I have a table that contains (among other things) 2 date fields.

Either one or the other field must be filled out (or both).

Fields:
---------
SDate
ODate

Sample data:
------------
#1 SDate: 2010-02-01
#1 ODate: 2010-02-14

#2 SDate: 0000-00-00
#2 ODate: 2010-02-19

#3 SDate: 2010-02-23
#3 ODate: 0000-00-00

If I do an ORDER BY SDate DESC, ODate DESC it would return:
#3, #1, #2
This is because #2 ODate has not been entered.

But what I would like is:
#3, #2, #1

Basically I'd like to return the records in descending order (based on either field) regardless of whether or not both dates have been supplied.

Hopefully this makes sense...

Thanks in advance!
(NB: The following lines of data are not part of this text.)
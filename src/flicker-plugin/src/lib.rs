//! Provider orchestration for Flicker media sessions.
//!
//! This crate provides:
//! - A registry that builds provider instances from a table of descriptors
//!   and indexes them by capability, ascending by priority
//! - A dispatch loop with first-success, first-success-or-abort and broadcast
//!   policies
//! - Cooperative cancellation through attempt counters and an interrupt flag
//!   that other threads may touch
//! - A [`ProviderHandler`] tying the above to one playlist and its lifecycle
//!
//! # Lifecycle
//!
//! A caller drives one open attempt as:
//!
//! ```text
//! on_initializing -> on_initialized -> playlist.set_input -> open
//!     -> on_playlist_completed -> suggest_item / select_index
//!     -> on_initializing_switch -> open_item -> on_initialized_switch
//!     -> scrape_playlist
//! ```
//!
//! # Usage
//!
//! ```rust,ignore
//! use flicker_core::{PluginsConfig, ProviderDescriptor};
//! use flicker_plugin::{ProviderHandler, Session};
//!
//! let descriptors = vec![ProviderDescriptor::of::<MyOpener>("my-opener", "1.0.0")];
//! let mut handler = ProviderHandler::new(&descriptors, &PluginsConfig::default());
//! let mut session = Session::new();
//!
//! handler.on_initializing(&mut session);
//! handler.on_initialized(&mut session);
//! handler.playlist_mut().set_input("/media/show");
//! let opened = handler.open(&mut session)?;
//! ```

mod dispatch;
mod error;
mod handler;
mod registry;
mod session;

pub use dispatch::{dispatch, Dispatch, Policy, Step};
pub use error::{DispatchError, DispatchResult, LoadError};
pub use handler::{Opened, ProviderHandler, StreamSuggestion, TeardownReport};
pub use registry::{
    CapabilityFlags, CapabilityIndex, CapabilityKind, CapabilitySet, Capable, LoadReport,
    LoadedProvider, ProviderRegistry,
};
pub use session::{CancelToken, EpochKind, Session, SessionGuard};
Any help would be greatly appreciated! :)

 

Demaestro




msg:4196073
 2:19 pm on Sep 3, 2010 (gmt 0)

Happy,

What you want to do is in the select portion of the statement you want to add is return the date twice once as it's true self then once as an aliased field.

Then you can add a statement that checks if it has a value, if no then make it a date way in the future.

Something like

SELECT
ODate,
CASE ODate
WHEN '' THEN '3010-12-19'
END as sort_date
ORDER BY sort_date

Of course you will have to make a note to update this code in a 1000 years. By then that date will no longer be a future date ;)

rocknbil




msg:4196148
 4:56 pm on Sep 3, 2010 (gmt 0)

Get your head around how this works [webmasterworld.com]. Basically, while the sequence 1,5,6,7,0,0,0,0 would put all the 0's at the top, ordering by an expression allows the numbers to come to the top.

So a way that would probably work is

select * from sample_data order by SDate <> '0000-00-00' desc, ODate <> '0000-00-00' desc;

That would put all the SDates first, followed by the 0's of sdate, followed by the odates. I don't know that there's a way around it but that would set you on the road to finding it.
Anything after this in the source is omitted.